__Task to carry out__
The entries below contain a line with "any later version." and a line with "if b'\n' == rest[1]". Retype exactly everything from the first down to the second, both included, and nothing else.

__Data for this task__
* * *
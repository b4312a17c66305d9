//-
// Copyright (c) 2023, Jason Lingle
//
// This file is part of Lazymime.
//
// Lazymime is free software: you can redistribute it and/or modify it under
// the terms of the GNU  General Public License as published  by the Free
// Software Foundation, either version 3 of the License, or (at your option)
// any later version.
//
// Lazymime is distributed  in the hope that it will  be useful, but WITHOUT
// ANY  WARRANTY; without  even  the implied  warranty  of MERCHANTABILITY  or
// FITNESS FOR  A PARTICULAR  PURPOSE. See the  GNU General  Public License
// for more details.
//
// You should have received a copy of the GNU General Public License along
// with Lazymime. If not, see <http://www.gnu.org/licenses/>.

//! Quoted-printable codecs, as described by RFC 2045.
//!
//! Decoding never fails. Invalid escape sequences are passed through
//! untransformed, and restrictions such as not having trailing whitespace
//! on a line are not enforced. 8-bit characters pass through, including
//! invalid UTF-8.

use super::Codec;

fn hex_val(b: u8) -> Option<u8> {
    match b {
        b'0'..=b'9' => Some(b - b'0'),
        b'A'..=b'F' => Some(b - b'A' + 10),
        b'a'..=b'f' => Some(b - b'a' + 10),
        _ => None,
    }
}

/// Decodes as much of `input` as possible, appending to `out`.
///
/// Returns the number of bytes consumed. The unconsumed tail (at most 2
/// bytes, always starting with `=`) is an escape sequence that may continue
/// in the next chunk and must be retried with more data.
fn qp_decode_chunk(input: &[u8], out: &mut Vec<u8>) -> usize {
    let mut ix = 0;

    while ix < input.len() {
        let byte = input[ix];
        if b'=' != byte {
            out.push(byte);
            ix += 1;
            continue;
        }

        let rest = &input[ix + 1..];
        match rest.first() {
            // Possibly-split escape; wait for more input
            None => break,
            // Soft line break, UNIX ending, discard
            Some(b'\n') => ix += 2,
            Some(b'\r') => {
                if rest.len() < 2 {
                    break;
                }
                if b'\n' == rest[1] {
                    // Soft line break, DOS ending, discard
                    ix += 3;
                } else {
                    // Not a soft break after all; pass through
                    out.extend_from_slice(b"=\r");
                    ix += 2;
                }
            },
            Some(&first) => {
                if rest.len() < 2 {
                    break;
                }
                match (hex_val(first), hex_val(rest[1])) {
                    (Some(hi), Some(lo)) => {
                        out.push(hi << 4 | lo);
                        ix += 3;
                    },
                    // Invalid escape; emit the '=' verbatim and rescan the
                    // following bytes, which may hold a valid escape
                    _ => {
                        out.push(b'=');
                        ix += 1;
                    },
                }
            },
        }
    }

    ix
}

/// Streaming quoted-printable decoder.
///
/// Carries up to 2 bytes of a split escape sequence between chunks. A
/// dangling escape at EOF is undecodable and dropped.
#[derive(Debug, Default)]
pub struct QpDecoder {
    carry: Vec<u8>,
}

impl QpDecoder {
    pub fn new() -> Self {
        QpDecoder::default()
    }
}

impl Codec for QpDecoder {
    fn push(&mut self, input: &[u8], out: &mut Vec<u8>) {
        if self.carry.is_empty() {
            let consumed = qp_decode_chunk(input, out);
            self.carry.extend_from_slice(&input[consumed..]);
        } else {
            self.carry.extend_from_slice(input);
            let consumed = qp_decode_chunk(&self.carry, out);
            self.carry.copy_within(consumed.., 0);
            self.carry.truncate(self.carry.len() - consumed);
        }
    }

    fn finish(&mut self, _out: &mut Vec<u8>) {
        if !self.carry.is_empty() {
            log::trace!(
                "Dropping dangling quoted-printable escape at EOF ({} bytes)",
                self.carry.len()
            );
            self.carry.clear();
        }
    }
}

const LINE_WIDTH: usize = 76;
const HEX_DIGITS: &[u8; 16] = b"0123456789ABCDEF";

/// Streaming quoted-printable encoder.
///
/// Printable US-ASCII other than `=` passes through literally; everything
/// else becomes an `=XX` escape. Line endings pass through raw. Whitespace
/// is escaped when it would otherwise end a line. Output lines are kept
/// under 76 characters with `=` soft breaks.
#[derive(Debug, Default)]
pub struct QpEncoder {
    column: usize,
    pending_ws: Option<u8>,
}

impl QpEncoder {
    pub fn new() -> Self {
        QpEncoder::default()
    }

    fn soft_break_for(&mut self, width: usize, out: &mut Vec<u8>) {
        if self.column + width > LINE_WIDTH - 1 {
            out.extend_from_slice(b"=\r\n");
            self.column = 0;
        }
    }

    fn literal(&mut self, byte: u8, out: &mut Vec<u8>) {
        self.soft_break_for(1, out);
        out.push(byte);
        self.column += 1;
    }

    fn escaped(&mut self, byte: u8, out: &mut Vec<u8>) {
        self.soft_break_for(3, out);
        out.push(b'=');
        out.push(HEX_DIGITS[usize::from(byte >> 4)]);
        out.push(HEX_DIGITS[usize::from(byte & 0xF)]);
        self.column += 3;
    }
}

impl Codec for QpEncoder {
    fn push(&mut self, input: &[u8], out: &mut Vec<u8>) {
        for &byte in input {
            match byte {
                b'\r' | b'\n' => {
                    if let Some(ws) = self.pending_ws.take() {
                        self.escaped(ws, out);
                    }
                    out.push(byte);
                    self.column = 0;
                },
                b' ' | b'\t' => {
                    if let Some(prev) = self.pending_ws.replace(byte) {
                        self.literal(prev, out);
                    }
                },
                33..=126 if b'=' != byte => {
                    if let Some(ws) = self.pending_ws.take() {
                        self.literal(ws, out);
                    }
                    self.literal(byte, out);
                },
                _ => {
                    if let Some(ws) = self.pending_ws.take() {
                        self.literal(ws, out);
                    }
                    self.escaped(byte, out);
                },
            }
        }
    }

    fn finish(&mut self, out: &mut Vec<u8>) {
        // Whitespace at the very end of the data would be stripped by
        // transport if left literal
        if let Some(ws) = self.pending_ws.take() {
            self.escaped(ws, out);
        }
    }
}

#[cfg(test)]
mod test {
    use proptest::prelude::*;

    use super::super::test_util::*;
    use super::*;

    fn decode(input: &[u8], chunk_size: usize) -> Vec<u8> {
        transform(&mut QpDecoder::new(), input, chunk_size)
    }

    fn assert_qp(expected: &[u8], input: &[u8]) {
        for &chunk_size in &[1usize, 3, 7, 4096] {
            assert_eq!(
                expected.to_vec(),
                decode(input, chunk_size),
                "input {:?} at chunk size {}",
                input,
                chunk_size
            );
        }
    }

    #[test]
    fn test_qp_decode() {
        assert_qp(b"hello world", b"hello world");
        assert_qp(b"\xabfoo", b"=ABfoo");
        assert_qp(b"fo\xabo", b"fo=ABo");
        assert_qp(b"foo\xab", b"foo=AB");

        assert_qp(b"foo\xab\xcd", b"foo=AB=CD");
        assert_qp(b"foo\xabbar\xcd", b"foo=ABbar=CD");

        assert_qp(b"foo", b"foo=\n");
        assert_qp(b"foobar", b"foo=\nbar");
        assert_qp(b"foo", b"foo=\r\n");
        assert_qp(b"foobar", b"foo=\r\nbar");
        assert_qp(b"line1line2", b"line1=\r\nline2");

        assert_qp(b"foo=()bar", b"foo=()bar");
        assert_qp(b"foo=\xabbar", b"foo==ABbar");
        assert_qp(b"foo=A\xabbar", b"foo=A=ABbar");
        assert_qp("foo=\u{3051}bar".as_bytes(), "foo=\u{3051}bar".as_bytes());
        assert_qp(b"foo=\x80\x80bar", b"foo=\x80\x80bar");

        // Dangling escapes at EOF are dropped
        assert_qp(b"foo", b"foo=");
        assert_qp(b"foo", b"foo=A");
        assert_qp(b"foo", b"foo=\r");
    }

    #[test]
    fn test_qp_encode() {
        assert_eq!(
            b"hello world".to_vec(),
            transform(&mut QpEncoder::new(), b"hello world", 4096)
        );
        assert_eq!(
            b"foo=3Dbar".to_vec(),
            transform(&mut QpEncoder::new(), b"foo=bar", 4096)
        );
        assert_eq!(
            b"a=20\r\nb".to_vec(),
            transform(&mut QpEncoder::new(), b"a \r\nb", 4096)
        );
        assert_eq!(
            b"trailing=20".to_vec(),
            transform(&mut QpEncoder::new(), b"trailing ", 4096)
        );
        assert_eq!(
            b"=AB=CD".to_vec(),
            transform(&mut QpEncoder::new(), b"\xab\xcd", 4096)
        );
    }

    #[test]
    fn encode_wraps_long_lines() {
        let out = transform(&mut QpEncoder::new(), &[b'x'; 300], 4096);
        for line in out.split(|&b| b == b'\n') {
            assert!(line.len() <= 77, "line too long: {}", line.len());
        }
        assert_eq!(vec![b'x'; 300], decode(&out, 4096));
    }

    proptest! {
        #[test]
        fn round_trip(
            data in prop::collection::vec(prop::num::u8::ANY, 0..200),
            chunk_size in 1usize..64,
        ) {
            let encoded =
                transform(&mut QpEncoder::new(), &data, chunk_size);
            let decoded = decode(&encoded, chunk_size);
            prop_assert_eq!(data, decoded);
        }

        #[test]
        fn decode_never_panics(
            data in prop::collection::vec(prop::num::u8::ANY, 0..64),
            chunk_size in 1usize..16,
        ) {
            decode(&data, chunk_size);
        }
    }
}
* * *
__Exercise result__
// any later version.
//
// Lazymime is distributed  in the hope that it will  be useful, but WITHOUT
// ANY  WARRANTY; without  even  the implied  warranty  of MERCHANTABILITY  or
// FITNESS FOR  A PARTICULAR  PURPOSE. See the  GNU General  Public License
// for more details.
//
// You should have received a copy of the GNU General Public License along
// with Lazymime. If not, see <http://www.gnu.org/licenses/>.

//! Quoted-printable codecs, as described by RFC 2045.
//!
//! Decoding never fails. Invalid escape sequences are passed through
//! untransformed, and restrictions such as not having trailing whitespace
//! on a line are not enforced. 8-bit characters pass through, including
//! invalid UTF-8.

use super::Codec;

fn hex_val(b: u8) -> Option<u8> {
    match b {
        b'0'..=b'9' => Some(b - b'0'),
        b'A'..=b'F' => Some(b - b'A' + 10),
        b'a'..=b'f' => Some(b - b'a' + 10),
        _ => None,
    }
}

/// Decodes as much of `input` as possible, appending to `out`.
///
/// Returns the number of bytes consumed. The unconsumed tail (at most 2
/// bytes, always starting with `=`) is an escape sequence that may continue
/// in the next chunk and must be retried with more data.
fn qp_decode_chunk(input: &[u8], out: &mut Vec<u8>) -> usize {
    let mut ix = 0;

    while ix < input.len() {
        let byte = input[ix];
        if b'=' != byte {
            out.push(byte);
            ix += 1;
            continue;
        }

        let rest = &input[ix + 1..];
        match rest.first() {
            // Possibly-split escape; wait for more input
            None => break,
            // Soft line break, UNIX ending, discard
            Some(b'\n') => ix += 2,
            Some(b'\r') => {
                if rest.len() < 2 {
                    break;
                }
                if b'\n' == rest[1] {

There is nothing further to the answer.